(Dataset excerpts)

-*-*-

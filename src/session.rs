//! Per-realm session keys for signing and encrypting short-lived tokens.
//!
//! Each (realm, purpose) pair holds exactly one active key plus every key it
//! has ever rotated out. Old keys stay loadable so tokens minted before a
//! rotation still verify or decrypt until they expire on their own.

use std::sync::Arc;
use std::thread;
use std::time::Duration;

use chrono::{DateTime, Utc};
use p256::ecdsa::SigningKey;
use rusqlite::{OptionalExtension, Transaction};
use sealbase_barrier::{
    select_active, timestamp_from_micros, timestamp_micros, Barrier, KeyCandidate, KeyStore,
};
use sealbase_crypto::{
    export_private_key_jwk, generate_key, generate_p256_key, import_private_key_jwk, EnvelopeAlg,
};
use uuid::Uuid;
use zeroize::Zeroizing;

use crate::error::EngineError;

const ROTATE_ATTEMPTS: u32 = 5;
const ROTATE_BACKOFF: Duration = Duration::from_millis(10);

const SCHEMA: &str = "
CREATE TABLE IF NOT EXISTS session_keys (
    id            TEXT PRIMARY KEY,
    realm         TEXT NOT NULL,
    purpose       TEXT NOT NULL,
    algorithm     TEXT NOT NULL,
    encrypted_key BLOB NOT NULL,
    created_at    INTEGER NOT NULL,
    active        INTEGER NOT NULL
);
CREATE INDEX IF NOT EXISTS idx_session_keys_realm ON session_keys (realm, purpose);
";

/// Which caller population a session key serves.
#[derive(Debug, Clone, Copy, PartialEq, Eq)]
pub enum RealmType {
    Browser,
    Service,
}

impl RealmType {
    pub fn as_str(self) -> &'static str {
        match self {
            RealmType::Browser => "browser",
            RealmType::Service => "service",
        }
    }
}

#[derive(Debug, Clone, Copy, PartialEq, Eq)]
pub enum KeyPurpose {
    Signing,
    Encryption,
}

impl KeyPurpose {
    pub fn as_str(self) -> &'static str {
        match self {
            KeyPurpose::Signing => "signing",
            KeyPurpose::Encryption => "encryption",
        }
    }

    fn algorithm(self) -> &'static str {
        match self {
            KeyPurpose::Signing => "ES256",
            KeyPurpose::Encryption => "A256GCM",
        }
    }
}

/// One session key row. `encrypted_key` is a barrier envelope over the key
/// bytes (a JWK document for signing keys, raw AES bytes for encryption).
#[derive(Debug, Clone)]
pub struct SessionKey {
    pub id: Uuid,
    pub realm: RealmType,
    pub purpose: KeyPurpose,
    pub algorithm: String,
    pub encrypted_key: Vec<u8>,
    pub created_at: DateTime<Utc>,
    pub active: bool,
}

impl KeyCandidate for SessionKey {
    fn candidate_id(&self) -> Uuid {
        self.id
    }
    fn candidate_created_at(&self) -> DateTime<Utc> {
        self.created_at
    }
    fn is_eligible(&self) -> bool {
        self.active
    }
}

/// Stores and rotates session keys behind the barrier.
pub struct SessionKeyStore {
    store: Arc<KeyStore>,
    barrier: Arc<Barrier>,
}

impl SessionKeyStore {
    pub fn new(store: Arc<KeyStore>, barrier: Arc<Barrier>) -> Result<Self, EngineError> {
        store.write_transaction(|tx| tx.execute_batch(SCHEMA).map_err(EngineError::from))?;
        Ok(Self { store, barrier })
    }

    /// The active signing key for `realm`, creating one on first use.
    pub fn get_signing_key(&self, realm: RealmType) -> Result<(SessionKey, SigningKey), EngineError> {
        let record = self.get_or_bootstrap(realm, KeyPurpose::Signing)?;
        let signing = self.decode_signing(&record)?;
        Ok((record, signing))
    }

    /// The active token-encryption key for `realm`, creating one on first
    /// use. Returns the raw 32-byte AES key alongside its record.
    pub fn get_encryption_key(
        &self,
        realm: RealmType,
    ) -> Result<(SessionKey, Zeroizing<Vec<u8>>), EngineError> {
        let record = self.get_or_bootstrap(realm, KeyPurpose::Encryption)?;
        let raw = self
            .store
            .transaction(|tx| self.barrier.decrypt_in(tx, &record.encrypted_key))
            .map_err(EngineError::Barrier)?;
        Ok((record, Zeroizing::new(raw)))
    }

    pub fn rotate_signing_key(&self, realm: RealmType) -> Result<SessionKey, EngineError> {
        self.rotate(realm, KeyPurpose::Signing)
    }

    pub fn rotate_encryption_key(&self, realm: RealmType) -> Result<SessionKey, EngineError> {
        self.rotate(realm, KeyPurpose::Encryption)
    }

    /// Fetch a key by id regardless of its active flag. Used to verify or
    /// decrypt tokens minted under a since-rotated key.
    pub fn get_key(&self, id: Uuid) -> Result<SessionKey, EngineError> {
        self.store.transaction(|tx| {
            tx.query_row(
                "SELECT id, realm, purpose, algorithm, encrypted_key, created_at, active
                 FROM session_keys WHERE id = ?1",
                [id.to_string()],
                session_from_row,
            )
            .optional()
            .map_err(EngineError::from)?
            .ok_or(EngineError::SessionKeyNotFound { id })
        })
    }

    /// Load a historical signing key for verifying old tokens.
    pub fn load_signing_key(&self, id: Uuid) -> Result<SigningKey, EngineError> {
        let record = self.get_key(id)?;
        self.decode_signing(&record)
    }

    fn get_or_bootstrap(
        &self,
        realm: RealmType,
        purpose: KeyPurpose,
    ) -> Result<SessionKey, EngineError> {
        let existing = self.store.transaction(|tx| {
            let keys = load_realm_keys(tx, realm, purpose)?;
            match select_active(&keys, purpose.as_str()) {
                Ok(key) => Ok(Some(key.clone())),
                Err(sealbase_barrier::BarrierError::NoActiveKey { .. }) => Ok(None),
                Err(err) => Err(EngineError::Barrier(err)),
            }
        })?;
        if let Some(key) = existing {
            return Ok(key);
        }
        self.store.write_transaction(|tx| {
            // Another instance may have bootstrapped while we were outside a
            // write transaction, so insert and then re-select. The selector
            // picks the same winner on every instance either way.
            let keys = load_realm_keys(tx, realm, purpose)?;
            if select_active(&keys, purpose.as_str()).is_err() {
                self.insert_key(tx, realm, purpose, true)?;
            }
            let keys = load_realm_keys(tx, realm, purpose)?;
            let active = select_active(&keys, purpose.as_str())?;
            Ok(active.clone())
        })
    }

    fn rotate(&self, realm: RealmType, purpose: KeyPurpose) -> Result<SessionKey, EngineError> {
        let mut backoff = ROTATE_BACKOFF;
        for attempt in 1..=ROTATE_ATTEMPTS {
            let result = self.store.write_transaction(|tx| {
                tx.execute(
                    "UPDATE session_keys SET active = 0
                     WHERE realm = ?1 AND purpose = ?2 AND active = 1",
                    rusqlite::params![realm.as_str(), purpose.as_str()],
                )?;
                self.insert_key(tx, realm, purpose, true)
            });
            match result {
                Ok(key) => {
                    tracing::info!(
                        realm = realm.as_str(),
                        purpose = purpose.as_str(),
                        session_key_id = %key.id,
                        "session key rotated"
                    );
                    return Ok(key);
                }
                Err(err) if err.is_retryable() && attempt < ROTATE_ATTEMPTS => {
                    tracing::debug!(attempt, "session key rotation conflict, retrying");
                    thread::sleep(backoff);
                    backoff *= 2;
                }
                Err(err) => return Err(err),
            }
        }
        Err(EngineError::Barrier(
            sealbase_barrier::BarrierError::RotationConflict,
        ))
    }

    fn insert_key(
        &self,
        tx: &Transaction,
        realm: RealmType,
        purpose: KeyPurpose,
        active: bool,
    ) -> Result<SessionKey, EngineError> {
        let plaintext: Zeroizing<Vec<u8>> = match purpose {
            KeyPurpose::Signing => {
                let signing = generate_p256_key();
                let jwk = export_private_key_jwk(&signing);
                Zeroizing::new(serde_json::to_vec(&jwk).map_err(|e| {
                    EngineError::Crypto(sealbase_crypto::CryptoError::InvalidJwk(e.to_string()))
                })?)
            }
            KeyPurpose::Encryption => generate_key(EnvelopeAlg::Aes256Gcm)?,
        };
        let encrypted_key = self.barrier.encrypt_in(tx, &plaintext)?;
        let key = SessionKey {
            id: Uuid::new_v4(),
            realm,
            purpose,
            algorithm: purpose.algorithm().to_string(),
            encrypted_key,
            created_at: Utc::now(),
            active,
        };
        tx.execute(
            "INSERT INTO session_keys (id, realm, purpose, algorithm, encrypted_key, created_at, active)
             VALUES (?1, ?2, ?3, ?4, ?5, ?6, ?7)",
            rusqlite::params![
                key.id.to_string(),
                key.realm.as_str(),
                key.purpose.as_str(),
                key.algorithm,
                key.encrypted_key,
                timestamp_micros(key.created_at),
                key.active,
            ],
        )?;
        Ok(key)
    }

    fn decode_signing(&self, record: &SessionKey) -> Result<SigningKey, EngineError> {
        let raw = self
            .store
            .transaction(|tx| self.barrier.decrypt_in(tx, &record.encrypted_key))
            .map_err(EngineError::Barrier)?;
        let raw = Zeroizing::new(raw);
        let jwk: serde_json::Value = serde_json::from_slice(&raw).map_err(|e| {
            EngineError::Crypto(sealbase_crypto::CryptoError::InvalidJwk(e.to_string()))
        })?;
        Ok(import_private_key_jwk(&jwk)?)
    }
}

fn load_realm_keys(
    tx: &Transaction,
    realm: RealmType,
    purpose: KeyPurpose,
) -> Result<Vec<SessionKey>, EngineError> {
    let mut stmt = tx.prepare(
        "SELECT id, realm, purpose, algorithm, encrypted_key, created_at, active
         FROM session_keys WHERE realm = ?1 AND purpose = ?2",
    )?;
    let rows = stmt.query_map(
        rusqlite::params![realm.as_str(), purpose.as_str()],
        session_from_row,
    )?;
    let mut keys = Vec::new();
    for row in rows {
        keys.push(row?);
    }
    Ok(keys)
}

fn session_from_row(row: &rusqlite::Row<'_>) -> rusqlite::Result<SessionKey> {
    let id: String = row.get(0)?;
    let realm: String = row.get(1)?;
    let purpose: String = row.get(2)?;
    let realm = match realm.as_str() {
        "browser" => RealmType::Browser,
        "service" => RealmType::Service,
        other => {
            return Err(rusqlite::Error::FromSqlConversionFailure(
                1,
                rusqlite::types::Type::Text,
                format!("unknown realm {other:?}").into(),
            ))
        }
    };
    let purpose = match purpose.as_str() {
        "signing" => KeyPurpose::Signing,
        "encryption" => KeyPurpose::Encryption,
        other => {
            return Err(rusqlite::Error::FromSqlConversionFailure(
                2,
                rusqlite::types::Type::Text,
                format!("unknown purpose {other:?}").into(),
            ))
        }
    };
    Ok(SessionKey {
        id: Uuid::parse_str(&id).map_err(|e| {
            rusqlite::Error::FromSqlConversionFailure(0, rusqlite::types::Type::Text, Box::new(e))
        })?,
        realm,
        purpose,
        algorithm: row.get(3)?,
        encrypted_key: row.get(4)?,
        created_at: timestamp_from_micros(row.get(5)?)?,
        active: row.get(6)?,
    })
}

-*-*-

Work request
From the records above, extract exactly and only the lines that begin at the line with "use std::time::Duration;" and stop after the line with "const ROTATE_ATTEMPTS: u32 = 5;".

Output for this exercise
use std::time::Duration;

use chrono::{DateTime, Utc};
use p256::ecdsa::SigningKey;
use rusqlite::{OptionalExtension, Transaction};
use sealbase_barrier::{
    select_active, timestamp_from_micros, timestamp_micros, Barrier, KeyCandidate, KeyStore,
};
use sealbase_crypto::{
    export_private_key_jwk, generate_key, generate_p256_key, import_private_key_jwk, EnvelopeAlg,
};
use uuid::Uuid;
use zeroize::Zeroizing;

use crate::error::EngineError;

const ROTATE_ATTEMPTS: u32 = 5;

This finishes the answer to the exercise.